Natürlich erfährt man schon auch einiges zu Maiden und wie das eine oder andere drumherum entstanden ist:

«Dave hatte in einer Oper ein paar Riesen – auf Stelzen – gesehen und beim Hersteller nachgefragt, ob er einen gigantischen laufenden Eddie in Auftrag geben könne.»

Wie Verkehrsampeln Leben verändern

Und auch wie hoch die Belastung des Stimmorgans während einer intensiven Tour ist. Wie schon erwähnt, erfahrt man dazu und zu den Gesangstechniken Einiges. Definitiv ist das Buch auch (angehenden) Sängern zu empfehlen.

Eher nicht zu empfehlen ist es Sängern wie Bruce Abstecher in ein Kriegsgebiet zu machen, um eben sein Stimmorgan zur Stimmungsmache zu verwenden. Dass man dann mieten in Sarajevo während dem Krieg in Balkan einiges erlebt, liegt auf der Hand. Darüber und warum u.a. dabei Verkehrsampeln seine Sicht auf das Leben veränderten, liest sich dann doch spannend wie ein Krimi.

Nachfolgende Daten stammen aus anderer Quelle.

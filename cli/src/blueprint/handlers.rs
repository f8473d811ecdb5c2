//! # Registration Handlers
//!
//! File: cli/src/blueprint/handlers.rs
//!
//! ## Overview
//!
//! Maps a file type to what registering it with the host means. Unknown
//! types fall back to [`RegistrationHandler::Files`], which only copies or
//! templates the files and records them in the mapping.
//!
//! | Type      | Effect on the host                                          |
//! |-----------|-------------------------------------------------------------|
//! | `modules` | `add_module` with the classified path                       |
//! | `plugins` | plugin entries merged with the configured strategy          |
//! | `static`  | one static-file middleware for the shared directory         |
//! | `styles`  | stylesheet appended unless already present                  |
//! | `layouts` | layout named after the file stem, first registration wins   |
//! | `assets`  | one `<id>BlueprintPlugin` asset emitter                     |
//! | `app`     | raw template named after the path below the app dir         |
//! | `store`   | warning only                                                |
//!
use super::paths::FileDescriptor;
use super::Blueprint;
use crate::core::error::{BlueprintError, Result};
use crate::host::{AssetEmitter, Host, PluginEntry, ServerMiddleware, TemplateRequest};
use anyhow::anyhow;
use std::path::{Component, Path, PathBuf};
use tracing::{debug, warn};

#[derive(Debug, Clone, Copy, PartialEq, Eq)]
pub enum RegistrationHandler {
    Modules,
    Plugins,
    Static,
    Styles,
    Layouts,
    Assets,
    App,
    Store,
    Files,
}

impl RegistrationHandler {
    pub fn for_type(file_type: &str) -> Self {
        match file_type {
            "modules" => RegistrationHandler::Modules,
            "plugins" => RegistrationHandler::Plugins,
            "static" => RegistrationHandler::Static,
            "styles" => RegistrationHandler::Styles,
            "layouts" => RegistrationHandler::Layouts,
            "assets" => RegistrationHandler::Assets,
            "app" => RegistrationHandler::App,
            "store" => RegistrationHandler::Store,
            _ => RegistrationHandler::Files,
        }
    }

    pub async fn register(
        self,
        blueprint: &mut Blueprint,
        host: &mut Host,
        files: Vec<FileDescriptor>,
    ) -> Result<()> {
        match self {
            RegistrationHandler::Modules => blueprint.add_modules(host, files),
            RegistrationHandler::Plugins => blueprint.add_plugins(host, files).await?,
            RegistrationHandler::Static => blueprint.add_static(host, files).await?,
            RegistrationHandler::Styles => blueprint.add_styles(host, files),
            RegistrationHandler::Layouts => blueprint.add_layouts(host, files).await,
            RegistrationHandler::Assets => blueprint.add_assets(host, files),
            RegistrationHandler::App => blueprint.add_app(host, files),
            RegistrationHandler::Store => blueprint.add_store(),
            RegistrationHandler::Files => blueprint.add_files(host, files).await,
        }
        Ok(())
    }
}

impl Blueprint {
    fn add_modules(&mut self, host: &mut Host, modules: Vec<FileDescriptor>) {
        for module in &modules {
            if let Some(path) = self.add_template_if_needed(host, module) {
                host.add_module(path);
            }
        }
    }

    async fn add_plugins(&mut self, host: &mut Host, plugins: Vec<FileDescriptor>) -> Result<()> {
        let mut new_plugins = Vec::with_capacity(plugins.len());
        for plugin in &plugins {
            let Some(path) = self.add_template_or_copy(host, plugin).await else {
                continue;
            };
            new_plugins.push(PluginEntry {
                src: host.build_dir().join(path),
                ssr: plugin.ssr,
                mode: plugin.mode.clone(),
            });
        }
        self.options
            .plugins_strategy
            .apply(&mut host.plugins, new_plugins)
    }

    async fn add_static(&mut self, host: &mut Host, static_files: Vec<FileDescriptor>) -> Result<()> {
        let mut resolved = Vec::with_capacity(static_files.len());
        for file in &static_files {
            if let Some(path) = self.add_template_or_copy(host, file).await {
                resolved.push(path);
            }
        }

        let Some(first) = resolved.first() else {
            warn!(
                "{}: no static files could be resolved, static middleware not registered",
                self.kind.name
            );
            return Ok(());
        };
        let static_dir = first.parent().map(Path::to_path_buf).unwrap_or_default();
        if let Some(other) = resolved
            .iter()
            .find(|path| path.parent().unwrap_or_else(|| Path::new("")) != static_dir)
        {
            return Err(anyhow!(BlueprintError::Config(format!(
                "Static files must share one directory, found '{}' and '{}'",
                first.display(),
                other.display()
            ))));
        }

        let static_options = host.options().static_options.clone();
        let root = host.build_dir().join(static_dir);
        host.add_server_middleware(ServerMiddleware {
            prefix: static_options.prefix,
            root,
            index: static_options.index,
        });
        Ok(())
    }

    fn add_styles(&mut self, host: &mut Host, stylesheets: Vec<FileDescriptor>) {
        for stylesheet in &stylesheets {
            let Some(path) = self.add_template_if_needed(host, stylesheet) else {
                continue;
            };
            if !path.as_os_str().is_empty() && !host.css.contains(&path) {
                host.css.push(path);
            }
        }
    }

    async fn add_layouts(&mut self, host: &mut Host, layouts: Vec<FileDescriptor>) {
        for layout in &layouts {
            let Some(layout_path) = self.add_template_or_copy(host, layout).await else {
                continue;
            };
            let layout_name = layout_path
                .file_stem()
                .map(|stem| stem.to_string_lossy().to_string())
                .unwrap_or_default();

            if let Some(existing) = host.layouts.get(&layout_name) {
                warn!(
                    "Duplicate layout registration, \"{}\" has been registered as \"{}\"",
                    layout_name, existing
                );
                continue;
            }
            host.layouts
                .insert(layout_name, format!("./{}", layout_path.display()));
        }
    }

    fn add_assets(&mut self, host: &mut Host, assets: Vec<FileDescriptor>) {
        let assets = assets
            .into_iter()
            .filter_map(|asset| asset.source.map(|source| (source, asset.destination)))
            .collect();
        host.add_build_plugin(AssetEmitter {
            name: format!("{}BlueprintPlugin", self.id),
            assets,
        });
    }

    fn add_app(&mut self, host: &mut Host, app_files: Vec<FileDescriptor>) {
        let app_dir = host.options().app_dir.clone();
        for file in app_files {
            let Some(src) = file.source else {
                continue;
            };
            let file_name = strip_through_segment(&file.destination, &app_dir)
                .unwrap_or(file.destination_relative);
            host.add_template(TemplateRequest {
                src,
                file_name,
                variables: Some(self.template_vars().clone()),
            });
        }
    }

    fn add_store(&self) {
        warn!(
            "{}: adding store modules from blueprints is not (yet) implemented",
            self.kind.name
        );
    }

    async fn add_files(&mut self, host: &mut Host, files: Vec<FileDescriptor>) {
        for file in &files {
            if self.add_template_or_copy(host, file).await.is_none() {
                debug!("{}: nothing registered for '{}'", self.kind.name, file.key());
            }
        }
    }
}

/// Everything after the first `segment` component (`docs/app/router.js` -> `router.js`).
fn strip_through_segment(path: &Path, segment: &str) -> Option<PathBuf> {
    let mut components = path.components();
    components.by_ref().find(|c| matches!(c, Component::Normal(name) if *name == segment))?;
    let rest = components.as_path();
    if rest.as_os_str().is_empty() {
        None
    } else {
        Some(rest.to_path_buf())
    }
}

Das Leben eines gewissen Blaze Bailey hat wohl auch der Ausstieg von Bruce bei Maiden verändert – bzw. dessen Einstieg bei den Eisernen Mädchen. Bruce hörte sich gemäss eigener Aussage im Buch übrigens die Alben mit Blaze nie an. Er wollte gar nicht wissen, wie sich seine temporäre Ex-Band mit dem neuen Sänger anhört.

Wer allgemein irgendwelche grosse Eskapaden von Bruce, der Band oder sonst was boulevardmässiges im Buch erwartet, der wird enttäuscht und der Betroffene selbst, nimmt im Buch die Antwort vorweg:

«Popmusik, Trends und die sinnlose Dekadenz sogenannter Celebrities, damit hatten Maiden nie etwas zu schaffen. Maiden – das war schon immer harte Arbeit, handfest, echt und vielschichtig, aber auch erdig und aggressiv.»

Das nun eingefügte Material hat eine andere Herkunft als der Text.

//! # Blueprint Kit Configuration System
//!
//! File: cli/src/core/config.rs
//!
//! ## Overview
//!
//! This module loads, merges, expands and validates the TOML configuration
//! that describes the host build layout, the blueprint to resolve and the
//! named blueprints known to `blueprint eject`.
//!
//! ## Architecture
//!
//! Configuration sources (in order of precedence):
//! 1. An explicit file passed with `--config` (used alone when given)
//! 2. Project-specific `blueprint.toml` in the current directory or ancestors
//! 3. User-specific `config.toml` in the platform config directory
//! 4. Default values defined in the code
//!
//! Project sections replace user sections wholesale; the `[blueprints]` name
//! table is merged key by key. Relative paths are resolved against the
//! directory of the file that declared them, and `~` is expanded.
//!
//! ## Examples
//!
//! ```toml
//! [host]
//! root_dir = "."
//! build_dir = ".build"
//! app_dir = "app"
//!
//! [blueprint]
//! id = "docs"
//! dir = "./blueprints/docs"
//! filter = { regex = "\\.(js|vue|css)$" }
//! webpack_aliases = ["docs", ["docs-theme", "./theme"]]
//! plugins_strategy = "push"
//!
//! [blueprint.variables]
//! background_color = "gold"
//!
//! [blueprints]
//! press = "~/blueprints/press"
//! ```
//!
use crate::core::error::{BlueprintError, Result};
use anyhow::{anyhow, Context};
use directories::ProjectDirs;
use serde::Deserialize;
use std::collections::{BTreeMap, HashMap};
use std::{
    fs,
    path::{Path, PathBuf},
};
use tracing::{debug, info, warn};

/// Represents the merged configuration.
#[derive(Debug, Default, Clone)]
pub struct Config {
    pub host: HostConfig,
    pub blueprint: BlueprintConfig,
    /// Named blueprints for `blueprint eject <name>/<key>`: name -> directory.
    pub blueprints: BTreeMap<String, String>,
    pub eject: EjectConfig,
}

/// On-disk shape of a configuration file. Sections are optional so that a
/// project file only overrides the sections it declares.
#[derive(Deserialize, Debug, Default)]
#[serde(deny_unknown_fields)]
struct ConfigFile {
    host: Option<HostConfig>,
    blueprint: Option<BlueprintConfig>,
    #[serde(default)]
    blueprints: BTreeMap<String, String>,
    eject: Option<EjectConfig>,
}

/// Layout of the host build system.
#[derive(Deserialize, Debug, Clone)]
#[serde(deny_unknown_fields)]
pub struct HostConfig {
    /// Project root. Theme ejection writes here.
    #[serde(default = "default_root_dir")]
    pub root_dir: String,
    /// Application sources. Defaults to `root_dir`.
    #[serde(default)]
    pub src_dir: Option<String>,
    /// Build output root. Relative values are resolved against `root_dir`.
    #[serde(default = "default_build_dir")]
    pub build_dir: String,
    /// Name of the app directory below `src_dir` that holds overrides.
    #[serde(default = "default_app_dir")]
    pub app_dir: String,
    /// Serving options for static-file middleware.
    #[serde(default, rename = "static")]
    pub static_files: StaticConfig,
}

/// Options for static-file middleware registered by blueprints.
#[derive(Deserialize, Debug, Clone, PartialEq, Eq)]
#[serde(deny_unknown_fields)]
pub struct StaticConfig {
    /// URL path the middleware is mounted at.
    #[serde(default = "default_static_prefix")]
    pub prefix: String,
    /// Serve `index.html` for directory requests.
    #[serde(default = "default_true")]
    pub index: bool,
}

/// Options of the configured blueprint.
#[derive(Deserialize, Debug, Clone)]
#[serde(deny_unknown_fields)]
pub struct BlueprintConfig {
    pub id: Option<String>,
    /// Directory to discover files in and resolve relative paths against.
    pub dir: Option<String>,
    #[serde(default = "default_true")]
    pub autodiscover: bool,
    pub filter: Option<FilterConfig>,
    pub validate: Option<FilterConfig>,
    pub webpack_aliases: Option<WebpackAliases>,
    #[serde(default = "default_plugins_strategy")]
    pub plugins_strategy: String,
    /// Extra template variables.
    #[serde(default)]
    pub variables: HashMap<String, String>,
}

/// A discovery filter or walker validation as written in TOML.
#[derive(Deserialize, Debug, Clone, PartialEq, Eq)]
#[serde(untagged)]
pub enum FilterConfig {
    /// Plain string: extension substring (filter) or path substring (validate).
    Text(String),
    /// `{ regex = "..." }`
    Pattern { regex: String },
}

/// Build-config alias wiring.
#[derive(Deserialize, Debug, Clone, PartialEq, Eq)]
#[serde(untagged)]
pub enum WebpackAliases {
    /// `true` aliases the blueprint id to `build_dir/<id>`.
    Enabled(bool),
    /// A single alias to `build_dir/<alias>`.
    Single(String),
    /// Several aliases, each a name or an `[alias, path]` pair.
    List(Vec<AliasEntry>),
}

/// One entry of [`WebpackAliases::List`].
#[derive(Deserialize, Debug, Clone, PartialEq, Eq)]
#[serde(untagged)]
pub enum AliasEntry {
    Name(String),
    Pair(String, String),
}

/// Options of `blueprint eject`.
#[derive(Deserialize, Debug, Clone)]
#[serde(deny_unknown_fields)]
pub struct EjectConfig {
    /// File in `root_dir` that theme ejection appends to.
    #[serde(default = "default_theme_file")]
    pub theme_file: String,
}

fn default_root_dir() -> String {
    ".".to_string()
}
fn default_build_dir() -> String {
    ".build".to_string()
}
fn default_app_dir() -> String {
    "app".to_string()
}
fn default_static_prefix() -> String {
    "/".to_string()
}
fn default_true() -> bool {
    true
}
fn default_plugins_strategy() -> String {
    "unshift".to_string()
}
fn default_theme_file() -> String {
    "blueprint.css".to_string()
}

impl Default for HostConfig {
    fn default() -> Self {
        Self {
            root_dir: default_root_dir(),
            src_dir: None,
            build_dir: default_build_dir(),
            app_dir: default_app_dir(),
            static_files: StaticConfig::default(),
        }
    }
}

impl Default for StaticConfig {
    fn default() -> Self {
        Self {
            prefix: default_static_prefix(),
            index: true,
        }
    }
}

impl Default for BlueprintConfig {
    fn default() -> Self {
        Self {
            id: None,
            dir: None,
            autodiscover: true,
            filter: None,
            validate: None,
            webpack_aliases: None,
            plugins_strategy: default_plugins_strategy(),
            variables: HashMap::new(),
        }
    }
}

impl Default for EjectConfig {
    fn default() -> Self {
        Self {
            theme_file: default_theme_file(),
        }
    }
}

const PROJECT_CONFIG_FILENAME: &str = "blueprint.toml";

/// Loads the configuration. With `explicit`, only that file is read.
pub fn load_config(explicit: Option<&Path>) -> Result<Config> {
    let mut config = match explicit {
        Some(path) => {
            info!("Loading configuration from: {}", path.display());
            let file = load_config_from_path(path)?;
            let base = config_base_dir(path)?;
            merge_configs(None, Some((file, base)))
        }
        None => {
            let user_config = load_user_config()?;
            let project_config = load_project_config()?;
            merge_configs(user_config, project_config)
        }
    };
    finalize_host_paths(&mut config);
    validate_config(&config).context("Configuration validation failed")?;
    debug!("Final loaded configuration: {:?}", config);
    Ok(config)
}

fn load_user_config() -> Result<Option<(ConfigFile, PathBuf)>> {
    if let Some(proj_dirs) = ProjectDirs::from("dev", "BlueprintKit", "blueprint") {
        let config_path = proj_dirs.config_dir().join("config.toml");
        if config_path.exists() {
            info!("Loading user configuration from: {}", config_path.display());
            let file = load_config_from_path(&config_path)?;
            let base = config_base_dir(&config_path)?;
            Ok(Some((file, base)))
        } else {
            debug!(
                "User configuration file not found at {}",
                config_path.display()
            );
            Ok(None)
        }
    } else {
        warn!("Could not determine user config directory.");
        Ok(None)
    }
}

fn load_project_config() -> Result<Option<(ConfigFile, PathBuf)>> {
    let current_dir = std::env::current_dir().context("Failed to get current directory")?;
    match find_project_config_path(&current_dir) {
        Some(path) => {
            info!("Loading project configuration from: {}", path.display());
            let file = load_config_from_path(&path)?;
            let base = config_base_dir(&path)?;
            Ok(Some((file, base)))
        }
        None => {
            debug!("No project configuration file (blueprint.toml) found; using defaults relative to the current directory.");
            Ok(Some((ConfigFile::default(), current_dir)))
        }
    }
}

/// Walks from `start` up to the filesystem root (or the first `.git` directory)
/// looking for `blueprint.toml`.
fn find_project_config_path(start: &Path) -> Option<PathBuf> {
    let mut path: &Path = start;
    loop {
        let project_config = path.join(PROJECT_CONFIG_FILENAME);
        if project_config.is_file() {
            return Some(project_config);
        }
        if path.join(".git").is_dir() {
            debug!(
                "Found .git directory at {}, stopping project config search.",
                path.display()
            );
            return None;
        }
        path = path.parent()?;
    }
}

fn config_base_dir(config_path: &Path) -> Result<PathBuf> {
    let parent = config_path
        .parent()
        .filter(|p| !p.as_os_str().is_empty())
        .map(Path::to_path_buf);
    match parent {
        Some(p) if p.is_absolute() => Ok(p),
        Some(p) => Ok(std::env::current_dir()
            .context("Failed to get current directory")?
            .join(p)),
        None => std::env::current_dir().context("Failed to get current directory"),
    }
}

fn load_config_from_path(path: &Path) -> Result<ConfigFile> {
    let content = fs::read_to_string(path)
        .with_context(|| format!("Failed to read configuration file: {}", path.display()))?;
    toml::from_str(&content)
        .with_context(|| format!("Failed to parse TOML from file: {}", path.display()))
}

/// Merges two files: project sections replace user sections, named blueprints
/// are merged. Relative paths are resolved against the declaring file's directory.
fn merge_configs(
    user: Option<(ConfigFile, PathBuf)>,
    project: Option<(ConfigFile, PathBuf)>,
) -> Config {
    let mut merged = Config::default();
    for (file, base) in [user, project].into_iter().flatten() {
        if let Some(mut host) = file.host {
            host.root_dir = resolve_path(&host.root_dir, &base);
            host.src_dir = host.src_dir.map(|d| resolve_path(&d, &base));
            merged.host = host;
        } else if merged.host.root_dir == default_root_dir() {
            merged.host.root_dir = resolve_path(&merged.host.root_dir, &base);
        }
        if let Some(mut blueprint) = file.blueprint {
            blueprint.dir = blueprint.dir.map(|d| resolve_path(&d, &base));
            if let Some(WebpackAliases::List(entries)) = blueprint.webpack_aliases.as_mut() {
                for entry in entries.iter_mut() {
                    if let AliasEntry::Pair(_, path) = entry {
                        *path = resolve_path(path, &base);
                    }
                }
            }
            merged.blueprint = blueprint;
        }
        for (name, dir) in file.blueprints {
            merged.blueprints.insert(name, resolve_path(&dir, &base));
        }
        if let Some(eject) = file.eject {
            merged.eject = eject;
        }
    }
    merged
}

/// Expands `~` and makes `path` absolute relative to `base`.
fn resolve_path(path: &str, base: &Path) -> String {
    let expanded = shellexpand::tilde(path).into_owned();
    let candidate = PathBuf::from(&expanded);
    if candidate.is_absolute() {
        expanded
    } else {
        base.join(candidate).to_string_lossy().to_string()
    }
}

/// `src_dir` defaults to `root_dir`; `build_dir` is relative to `root_dir`.
fn finalize_host_paths(config: &mut Config) {
    let root = PathBuf::from(&config.host.root_dir);
    if config.host.src_dir.is_none() {
        config.host.src_dir = Some(config.host.root_dir.clone());
    }
    config.host.build_dir = resolve_path(&config.host.build_dir, &root);
    debug!("Resolved build directory: {}", config.host.build_dir);
}

fn validate_config(config: &Config) -> Result<()> {
    if let Some(dir) = &config.blueprint.dir {
        let bp_dir = PathBuf::from(dir);
        if !bp_dir.exists() {
            warn!("Configured blueprint directory '{}' does not exist.", dir);
        } else if !bp_dir.is_dir() {
            return Err(anyhow!(BlueprintError::Config(format!(
                "Configured blueprint path '{}' exists but is not a directory.",
                dir
            ))));
        }
    }
    if let Some(id) = &config.blueprint.id {
        if id.is_empty() || id.contains('/') || id.contains('\\') {
            return Err(anyhow!(BlueprintError::Config(format!(
                "Invalid blueprint id '{}': must be a non-empty single path segment.",
                id
            ))));
        }
    }
    for filter in [&config.blueprint.filter, &config.blueprint.validate]
        .into_iter()
        .flatten()
    {
        if let FilterConfig::Pattern { regex } = filter {
            regex::Regex::new(regex).map_err(|e| anyhow!(BlueprintError::from(e)))?;
        }
    }
    if config.host.app_dir.is_empty() {
        return Err(anyhow!(BlueprintError::Config(
            "host.app_dir cannot be empty.".to_string()
        )));
    }
    let theme_file = &config.eject.theme_file;
    if theme_file.is_empty() || theme_file.contains('/') || theme_file.contains('\\') {
        return Err(anyhow!(BlueprintError::Config(format!(
            "eject.theme_file '{}' must be a plain file name.",
            theme_file
        ))));
    }
    Ok(())
}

Die Rückkehr zu seiner Stammtruppe, nachdem diese ohne Bruce und in den metalfeindlichen 90ern wie alle grossen Bands der 80er stark an Popularität verloren hatte, passierte ähnlich schnörkellos wie damals sein erster Einstieg bei Iron Maiden:

«Steve fragte mich, warum ich zurückkommen wollte. Weil ich glaubte, dass wir zusammen wieder Grosses erreichen könnten, lautete meine Antwort. ‘Guter Grund’, gab er zurück. Blieb noch die Frage, ob auch Adrian (Smith) wieder einsteigen durfte. Steve antwortete, ohne zu zögern: ‘Ich wollte sowieso schon immer drei Gitarristen haben.»

Das einzige Tattoo

Ähnlich schnörkellos erzählt Dickinson wie er seinen Kehlkopfkrebs besiegte – immerhin lag seine Überlebenschance bei Beginn der Behandlung bei nur 60%. Emotionen sind da fehl am Platz. Es geht einzig darum, das Ding möglichst schnell wieder loszuwerden. Dabei verlor er auch keinen Gedanken daran, ob er nach der deftigen Behandlung überhaupt wieder Singen könnte. Es ging ihm einzig ums Überleben, denn was er noch mehr als das Singen liebt, ist sein Leben. In den letzten Wochen der Therapie konnte er sich nur noch flüssig ernähren und wegen den starken Schmerzen nicht mehr Sprechen. Dass dabei – während einem Pubbesuch, Bier ist ja flüssig  – sein Haar auszufallen begann, war dann das Tüpfelchen auf dem i.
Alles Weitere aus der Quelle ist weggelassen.